Police log 10,000 indecent exposure cases, but fewer than 600 reach court
Women are facing an “epidemic” of flashing and other forms of indecent exposure, with police in England and Wales recording more than 10,000 cases last year but taking fewer than 600 people to court over them, Guardian analysis reveals.
The findings come after Wayne Couzens was reported for repeated instances of alleged indecent exposure in the years and days before he raped and murdered Sarah Everard, but faced no action. Police accepted they may have had enough clues to identify the police officer as a threat to women sooner, amid fears that flashing is a gateway to other sex crimes.
One in 10 women have been subjected to indecent exposure, and more than 113,000 last year, according to the Office for National Statistics (ONS) and Crime Survey for England and Wales.
Police recorded 10,775 cases of “exposure and voyeurism” in the year to March 2020, the ONS shows, while just 594 suspects were taken to court, resulting in 435 guilty verdicts, Ministry of Justice figures for 2020 reveal.
The victims’ commissioner for England and Wales said indecent exposure was rarely taken seriously by police. Vera Baird urged police forces to rigorously record and investigate reports of indecent exposure, as potential precursors to more serious sexual offences.
“It really seems to be an epidemic,” Baird said. “I hardly know a woman who hasn’t been flashed. It clearly is endemic and it needs to be taken seriously, particularly because I think that attitude that it discloses is quite risky.”
Her comments came as Boris Johnson gave his backing to Cressida Dick, the Metropolitan police commissioner, saying “we can trust the police” but admitting “there is a problem” with the way violence against women was handled.
In 2015 a male motorist reported Couzens driving naked from the waist down, while days before Everard’s disappearance he is alleged to have exposed himself to a female staff member at a McDonald’s restaurant.

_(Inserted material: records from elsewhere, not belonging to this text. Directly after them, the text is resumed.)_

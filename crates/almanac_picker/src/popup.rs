//! Popup visibility and outside-pointer dismissal.
//!
//! A picker owns two popups: the calendar and the hour/minute/second
//! lists. [`PopupController`] tracks their open state and the rule that
//! a click on the field trigger leaves at most one of them open.
//! Outside-click dismissal is split between the host and the core: the
//! host owns a [`PointerWatchRegistry`] per window and feeds it every
//! pointer-down, widgets subscribe on mount with their own hit test and
//! unsubscribe on teardown.

use std::sync::{Arc, Mutex};

use slotmap::{new_key_type, SlotMap};

use crate::picker::DateTimePicker;

/// The pointer-interactive regions of a picker, as the host lays them
/// out. The core never sees coordinates, only hit-test answers.
#[derive(Clone, Copy, Debug, PartialEq, Eq)]
pub enum PopupSurface {
    /// The collapsed field with the calendar trigger.
    Trigger,
    /// The calendar popup.
    Calendar,
    /// The hour/minute/second list popup.
    TimeList,
}

/// Open/closed state of the two picker popups.
#[derive(Clone, Copy, Debug, Default, PartialEq, Eq)]
pub struct PopupController {
    calendar_open: bool,
    time_open: bool,
}

impl PopupController {
    pub fn new() -> Self {
        Self::default()
    }

    pub fn calendar_open(&self) -> bool {
        self.calendar_open
    }

    pub fn time_open(&self) -> bool {
        self.time_open
    }

    /// Field-trigger click: the time popup gives way, then the calendar
    /// toggles. At most one popup stays open afterwards. Returns the
    /// calendar's new state.
    pub fn toggle_calendar(&mut self) -> bool {
        self.time_open = false;
        self.calendar_open = !self.calendar_open;
        self.calendar_open
    }

    /// Time-trigger click: toggles the time popup and leaves the
    /// calendar alone. Returns the time popup's new state.
    pub fn toggle_time(&mut self) -> bool {
        self.time_open = !self.time_open;
        self.time_open
    }

    pub fn close_calendar(&mut self) {
        self.calendar_open = false;
    }

    pub fn close_time(&mut self) {
        self.time_open = false;
    }

    /// Close every open popup the pointer is not over. `hit` is the
    /// host's hit test per surface; a pointer on the trigger never
    /// dismisses, its own click handler decides. Returns whether
    /// anything closed.
    pub fn dismiss_outside<F: Fn(PopupSurface) -> bool>(&mut self, hit: F) -> bool {
        if hit(PopupSurface::Trigger) {
            return false;
        }
        let mut closed = false;
        if self.calendar_open && !hit(PopupSurface::Calendar) {
            self.calendar_open = false;
            closed = true;
        }
        if self.time_open && !hit(PopupSurface::TimeList) {
            self.time_open = false;
            closed = true;
        }
        if closed {
            tracing::debug!("PopupController::dismiss_outside - pointer left popups");
        }
        closed
    }
}

new_key_type! {
    /// Handle for one pointer-watch subscription.
    pub struct WatchId;
}

/// Callback receiving window pointer-down coordinates.
pub type PointerWatch = Box<dyn FnMut(f32, f32) + Send>;

/// Window-level pointer-down fan-out.
///
/// The host owns one per window and calls [`dispatch`] for every
/// pointer-down it sees. A widget that subscribed on mount must call
/// [`unsubscribe`] on teardown, otherwise the window keeps a callback
/// into a widget that no longer exists.
///
/// [`dispatch`]: PointerWatchRegistry::dispatch
/// [`unsubscribe`]: PointerWatchRegistry::unsubscribe
#[derive(Default)]
pub struct PointerWatchRegistry {
    watches: SlotMap<WatchId, PointerWatch>,
}

impl PointerWatchRegistry {
    pub fn new() -> Self {
        Self::default()
    }

    /// Register a watch and return its handle.
    pub fn subscribe<F: FnMut(f32, f32) + Send + 'static>(&mut self, watch: F) -> WatchId {
        self.watches.insert(Box::new(watch))
    }

    /// Drop a watch. Stale handles are ignored.
    pub fn unsubscribe(&mut self, id: WatchId) {
        self.watches.remove(id);
    }

    /// Number of live watches.
    pub fn len(&self) -> usize {
        self.watches.len()
    }

    pub fn is_empty(&self) -> bool {
        self.watches.is_empty()
    }

    /// Fan a pointer-down out to every live watch.
    pub fn dispatch(&mut self, x: f32, y: f32) {
        for (_, watch) in self.watches.iter_mut() {
            watch(x, y);
        }
    }
}

/// A picker shared between the host's event plumbing and its views.
pub type SharedPicker = Arc<Mutex<DateTimePicker>>;

/// Wrap a picker for sharing with a pointer watch.
pub fn shared(picker: DateTimePicker) -> SharedPicker {
    Arc::new(Mutex::new(picker))
}

/// Subscribe a picker's outside-click dismissal to a window registry.
///
/// `hit` maps a window point to "is it inside this surface" for the
/// picker's layout. The watch holds only a weak handle, so dropping
/// the picker leaves it inert, but the returned id must still be
/// passed to [`PointerWatchRegistry::unsubscribe`] on teardown.
pub fn mount_dismissal<F>(
    registry: &mut PointerWatchRegistry,
    picker: &SharedPicker,
    hit: F,
) -> WatchId
where
    F: Fn(f32, f32, PopupSurface) -> bool + Send + 'static,
{
    let weak = Arc::downgrade(picker);
    registry.subscribe(move |x, y| {
        let Some(strong) = weak.upgrade() else {
            return;
        };
        let mut picker = strong.lock().unwrap();
        picker.dismiss_outside(|surface| hit(x, y, surface));
    })
}
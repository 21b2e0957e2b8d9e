use anchor_lang::prelude::*;
use anchor_spl::{
    associated_token::AssociatedToken,
    token_2022::MintTo,
    token_interface::{self, Mint, TokenAccount, TokenInterface},
};

use crate::{error::*, events::TokensClaimed, utils, VestingVault};

#[derive(Accounts)]
pub struct Claim<'info> {
    #[account(mut, seeds = [b"vault", mint.key().as_ref()], bump = vault.bump)]
    pub vault: Account<'info, VestingVault>,

    #[account(mut)]
    pub mint: InterfaceAccount<'info, Mint>,

    #[account(
        init_if_needed,
        payer = beneficiary,
        associated_token::authority = beneficiary,
        associated_token::mint = mint,
        associated_token::token_program = token_program,
    )]
    pub beneficiary_token_account: InterfaceAccount<'info, TokenAccount>,

    #[account(mut)]
    pub beneficiary: Signer<'info>,

    pub token_program: Interface<'info, TokenInterface>,
    pub system_program: Program<'info, System>,
    pub associated_token_program: Program<'info, AssociatedToken>,
}

impl Claim<'_> {
    fn mint_tokens(&self, amount: u64) -> Result<()> {
        let cpi_accounts = MintTo {
            mint: self.mint.to_account_info(),
            to: self.beneficiary_token_account.to_account_info(),
            authority: self.vault.to_account_info(),
        };

        let mint_key = self.mint.key();
        let signer_seeds: &[&[u8]] = &[b"vault", mint_key.as_ref(), &[self.vault.bump]];
        let s = &[signer_seeds];
        let cpi_ctx =
            CpiContext::new_with_signer(self.token_program.to_account_info(), cpi_accounts, s);
        token_interface::mint_to(cpi_ctx, amount)
    }
}

pub fn claim_handler(ctx: Context<Claim>, index: u8) -> Result<u64> {
    let clock = Clock::get()?;
    let now = clock.unix_timestamp;

    let vault = &mut ctx.accounts.vault;
    let schedule = *vault.schedule(index)?;

    // Ownership is checked before any time computation, so a wrong caller
    // is rejected identically whether the schedule is locked or not.
    require_keys_eq!(
        ctx.accounts.beneficiary.key(),
        schedule.beneficiary,
        VestingError::NotOwner
    );

    let elapsed = utils::elapsed_periods(now, vault.start_time, vault.period_length);
    require!(
        elapsed >= schedule.cliff_periods,
        VestingError::StillLocked
    );

    let claimable = utils::claimable_amount(&schedule, elapsed)?;
    require!(claimable > 0, VestingError::NothingToClaim);

    let minted = utils::to_base_units(claimable, vault.decimals)?;
    vault.schedule_mut(index)?.claimed_amount = schedule
        .claimed_amount
        .checked_add(claimable)
        .ok_or(VestingError::MathOverflow)?;

    ctx.accounts.mint_tokens(minted)?;

    emit!(TokensClaimed {
        vault: ctx.accounts.vault.key(),
        schedule_index: index,
        beneficiary: ctx.accounts.beneficiary.key(),
        amount: claimable,
        time: now,
    });

    Ok(claimable)
}
use anchor_lang::prelude::*;

use crate::{utils, VestingVault};

#[derive(Accounts)]
pub struct ViewSchedule<'info> {
    #[account()]
    pub vault: Account<'info, VestingVault>,
    pub signer: Signer<'info>,
}

pub fn claimable_handler(ctx: Context<ViewSchedule>, index: u8) -> Result<u64> {
    let vault = &ctx.accounts.vault;
    let schedule = vault.schedule(index)?;

    let clock = Clock::get()?;
    let elapsed = utils::elapsed_periods(clock.unix_timestamp, vault.start_time, vault.period_length);

    utils::claimable_amount(schedule, elapsed)
}
pub mod vault;

pub use vault::*;
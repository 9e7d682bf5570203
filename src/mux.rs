//! Camera multiplexer selection.
//!
//! The rig wires four sensors to one camera interface through an I2C
//! multiplexer (address 0x70) plus three GPIO-driven enable lines. Selecting
//! a camera means writing that camera's pin pattern, switching the mux
//! channel, and waiting for the hardware to settle before trusting it.
//!
//! GPIO pin state and the I2C bus are single-writer resources coupled to the
//! peripheral configuration: selecting the wrong camera while a capture is in
//! flight yields a wrong-camera image rather than an error. All selection
//! therefore happens under the same exclusive access as the peripheral (see
//! `gate`).

use anyhow::{anyhow, Context, Result};
use std::fmt;
use std::sync::{Arc, Mutex};
use std::time::Duration;

/// Header pins driving the multiplexer enable lines (physical numbering).
pub const GPIO_HEADER_PINS: [u8; 3] = [7, 11, 12];

/// I2C bus the multiplexer hangs off.
pub const MUX_I2C_BUS: u8 = 10;
/// Multiplexer device address.
pub const MUX_I2C_ADDR: u8 = 0x70;
/// Multiplexer channel control register.
pub const MUX_CONTROL_REG: u8 = 0x00;

/// Hardware settle time after a selection change.
pub const SELECT_SETTLE: Duration = Duration::from_millis(500);

/// Logical camera identity on the four-port multiplexer.
#[derive(Clone, Copy, Debug, PartialEq, Eq, PartialOrd, Ord, Hash)]
pub enum CameraId {
    A,
    B,
    C,
    D,
}

impl CameraId {
    /// All cameras, in port order.
    pub const ALL: [CameraId; 4] = [CameraId::A, CameraId::B, CameraId::C, CameraId::D];

    /// Parse an id as it appears in URLs and config keys (`a`..`d`, any case).
    pub fn parse(s: &str) -> Result<Self> {
        match s.trim().to_ascii_lowercase().as_str() {
            "a" => Ok(CameraId::A),
            "b" => Ok(CameraId::B),
            "c" => Ok(CameraId::C),
            "d" => Ok(CameraId::D),
            other => Err(anyhow!("invalid camera id '{other}' (expected a, b, c or d)")),
        }
    }

    /// Lowercase form used in URLs and snapshot file names.
    pub fn lower(self) -> char {
        match self {
            CameraId::A => 'a',
            CameraId::B => 'b',
            CameraId::C => 'c',
            CameraId::D => 'd',
        }
    }

    /// Uppercase form used in session image file names.
    pub fn upper(self) -> char {
        self.lower().to_ascii_uppercase()
    }

    /// Static multiplexer routing for this camera.
    pub fn adapter_info(self) -> AdapterInfo {
        match self {
            CameraId::A => AdapterInfo {
                i2c_channel: 0x04,
                gpio_levels: [false, false, true],
            },
            CameraId::B => AdapterInfo {
                i2c_channel: 0x05,
                gpio_levels: [true, false, true],
            },
            CameraId::C => AdapterInfo {
                i2c_channel: 0x06,
                gpio_levels: [false, true, false],
            },
            CameraId::D => AdapterInfo {
                i2c_channel: 0x07,
                gpio_levels: [true, true, false],
            },
        }
    }
}

impl fmt::Display for CameraId {
    fn fmt(&self, f: &mut fmt::Formatter<'_>) -> fmt::Result {
        write!(f, "{}", self.lower())
    }
}

/// Per-camera multiplexer routing: the mux control register value and the
/// levels for the three enable pins.
#[derive(Clone, Copy, Debug, PartialEq, Eq)]
pub struct AdapterInfo {
    pub i2c_channel: u8,
    pub gpio_levels: [bool; 3],
}

/// Access to the GPIO enable lines and the I2C multiplexer.
pub trait MuxBus: Send {
    fn write_gpio(&mut self, levels: [bool; 3]) -> Result<()>;
    fn write_i2c(&mut self, channel: u8) -> Result<()>;
}

/// Applies camera selections to a `MuxBus` with the required settle delay.
pub struct Selector {
    bus: Box<dyn MuxBus>,
    settle: Duration,
    selected: Option<CameraId>,
}

impl Selector {
    pub fn new(bus: Box<dyn MuxBus>, settle: Duration) -> Self {
        Self {
            bus,
            settle,
            selected: None,
        }
    }

    /// Route the named sensor to the camera interface.
    ///
    /// A no-op when the camera is already routed; the selection state is only
    /// mutated under the rig's exclusive access, so the cached value cannot go
    /// stale behind our back.
    pub fn select(&mut self, id: CameraId) -> Result<()> {
        if self.selected == Some(id) {
            return Ok(());
        }
        let info = id.adapter_info();
        self.bus
            .write_gpio(info.gpio_levels)
            .with_context(|| format!("set gpio pattern for camera {id}"))?;
        self.bus
            .write_i2c(info.i2c_channel)
            .with_context(|| format!("switch i2c mux to camera {id}"))?;
        std::thread::sleep(self.settle);
        self.selected = Some(id);
        log::info!("switched to camera {id}");
        Ok(())
    }

    pub fn selected(&self) -> Option<CameraId> {
        self.selected
    }
}

/// Open a mux bus: the stub for off-target runs, real GPIO otherwise.
pub fn open_bus(stub: bool) -> Result<Box<dyn MuxBus>> {
    if stub {
        return Ok(Box::new(StubMux::new()));
    }
    #[cfg(feature = "hw-mux")]
    {
        return Ok(Box::new(hw::HwMux::new()?));
    }
    #[cfg(not(feature = "hw-mux"))]
    anyhow::bail!("real mux requested but built without the hw-mux feature")
}

// ----------------------------------------------------------------------------
// Stub bus (off-target runs and tests)
// ----------------------------------------------------------------------------

/// A bus operation, as recorded by `StubMux`.
#[derive(Clone, Copy, Debug, PartialEq, Eq)]
pub enum MuxOp {
    Gpio([bool; 3]),
    I2c(u8),
}

/// In-memory mux bus. Records every write so tests can assert on side
/// effects (or their absence).
pub struct StubMux {
    ops: Arc<Mutex<Vec<MuxOp>>>,
}

impl StubMux {
    pub fn new() -> Self {
        Self {
            ops: Arc::new(Mutex::new(Vec::new())),
        }
    }

    /// Shared handle to the recorded operations; grab it before boxing the
    /// bus into a `Selector`.
    pub fn ops(&self) -> Arc<Mutex<Vec<MuxOp>>> {
        Arc::clone(&self.ops)
    }
}

impl Default for StubMux {
    fn default() -> Self {
        Self::new()
    }
}

impl MuxBus for StubMux {
    fn write_gpio(&mut self, levels: [bool; 3]) -> Result<()> {
        self.ops
            .lock()
            .map_err(|_| anyhow!("stub mux op log poisoned"))?
            .push(MuxOp::Gpio(levels));
        Ok(())
    }

    fn write_i2c(&mut self, channel: u8) -> Result<()> {
        self.ops
            .lock()
            .map_err(|_| anyhow!("stub mux op log poisoned"))?
            .push(MuxOp::I2c(channel));
        Ok(())
    }
}

// ----------------------------------------------------------------------------
// Hardware bus (hw-mux feature)
// ----------------------------------------------------------------------------

#[cfg(feature = "hw-mux")]
mod hw {
    use super::{MuxBus, MUX_CONTROL_REG, MUX_I2C_ADDR, MUX_I2C_BUS};
    use anyhow::{bail, Context, Result};
    use rppal::gpio::{Gpio, OutputPin};
    use std::process::Command;

    /// BCM numbers for the header pins in `GPIO_HEADER_PINS` (7/11/12).
    const GPIO_BCM_PINS: [u8; 3] = [4, 17, 18];

    /// Real enable lines via rppal; the mux channel switch shells out to
    /// `i2cset`, matching how the rig has always been driven.
    pub struct HwMux {
        pins: [OutputPin; 3],
    }

    impl HwMux {
        pub fn new() -> Result<Self> {
            let gpio = Gpio::new().context("open gpio")?;
            let mut pins = Vec::with_capacity(3);
            for bcm in GPIO_BCM_PINS {
                pins.push(
                    gpio.get(bcm)
                        .with_context(|| format!("claim gpio pin bcm{bcm}"))?
                        .into_output(),
                );
            }
            let pins: [OutputPin; 3] = pins
                .try_into()
                .map_err(|_| anyhow::anyhow!("expected exactly three mux pins"))?;
            Ok(Self { pins })
        }
    }

    impl MuxBus for HwMux {
        fn write_gpio(&mut self, levels: [bool; 3]) -> Result<()> {
            for (pin, level) in self.pins.iter_mut().zip(levels) {
                if level {
                    pin.set_high();
                } else {
                    pin.set_low();
                }
            }
            Ok(())
        }

        fn write_i2c(&mut self, channel: u8) -> Result<()> {
            let status = Command::new("i2cset")
                .args([
                    "-y",
                    &MUX_I2C_BUS.to_string(),
                    &format!("{MUX_I2C_ADDR:#04x}"),
                    &format!("{MUX_CONTROL_REG:#04x}"),
                    &format!("{channel:#04x}"),
                ])
                .status()
                .context("run i2cset")?;
            if !status.success() {
                bail!("i2cset exited with {status}");
            }
            Ok(())
        }
    }
}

A report from the police inspectorate published last month said 50% of women who responded to a public survey said they felt unsafe in public spaces, while the ONS found that two out of three women aged 16 to 34 had experienced harassment in the previous 12 months, and 29% felt as if they were being followed.
Baird said: “Too often the police don’t take indecent exposure seriously. Any reports need rigorous recording to build up an intelligence picture [because] the possibilities of escalation can’t be avoided.”
Dr Fiona Vera-Gray, an assistant professor at the department of sociology at Durham University and an expert on sexual violence and harassment, said ONS statistics – showing at least one in 10 women aged 16 to 74 said they had been a victim of indecent exposure since turning 16 – were likely to be an underestimate.
“From an early age, women are taught to doubt ourselves and not take exposure seriously,” she said. “We need to think differently about what the harm is, what it means. It’s saying to women: ‘I could hurt you; there is nothing in me to stop me from showing you my penis, it has a threat attached to it … Look at what I can do to you, look at how I can humiliate you,’ the everpresent threat of sexual violence.”
The data shows that 5.8% or about one in 17 of all adults say they have been a victim of indecent exposure since they turned 16.
Out of the 594 exposure allegations that went to the courts, 123 resulted in immediate custodial sentences, with the average length of custody six and a half months. Community sentences were imposed for 189 offences.
Jayne Butler, the chief executive of Rape Crisis, said: “Indecent exposure is a sexual offence and causes distress to those who experience it. Sexual assaults of this kind are sometimes viewed as ‘low-level’ sexual offences and this can deter people from reporting it as they don’t believe it will be taken seriously.
“We do see cases where a perpetrator escalates their behaviour and goes on to commit other sexual offences but in any case we would expect the police to take seriously and investigate any sexual offence reported to them.”
She added: “Crimes like indecent exposure often indicate an individual’s need for attention and sense of sexual entitlement – the scale of indecent exposure offending in the stats is reflective of a culture that tolerates toxic masculinity that must be challenged. These offences cause distress to victims and they can be indicators that a perpetrator has attitudes that might lead to further offending if not taken seriously.”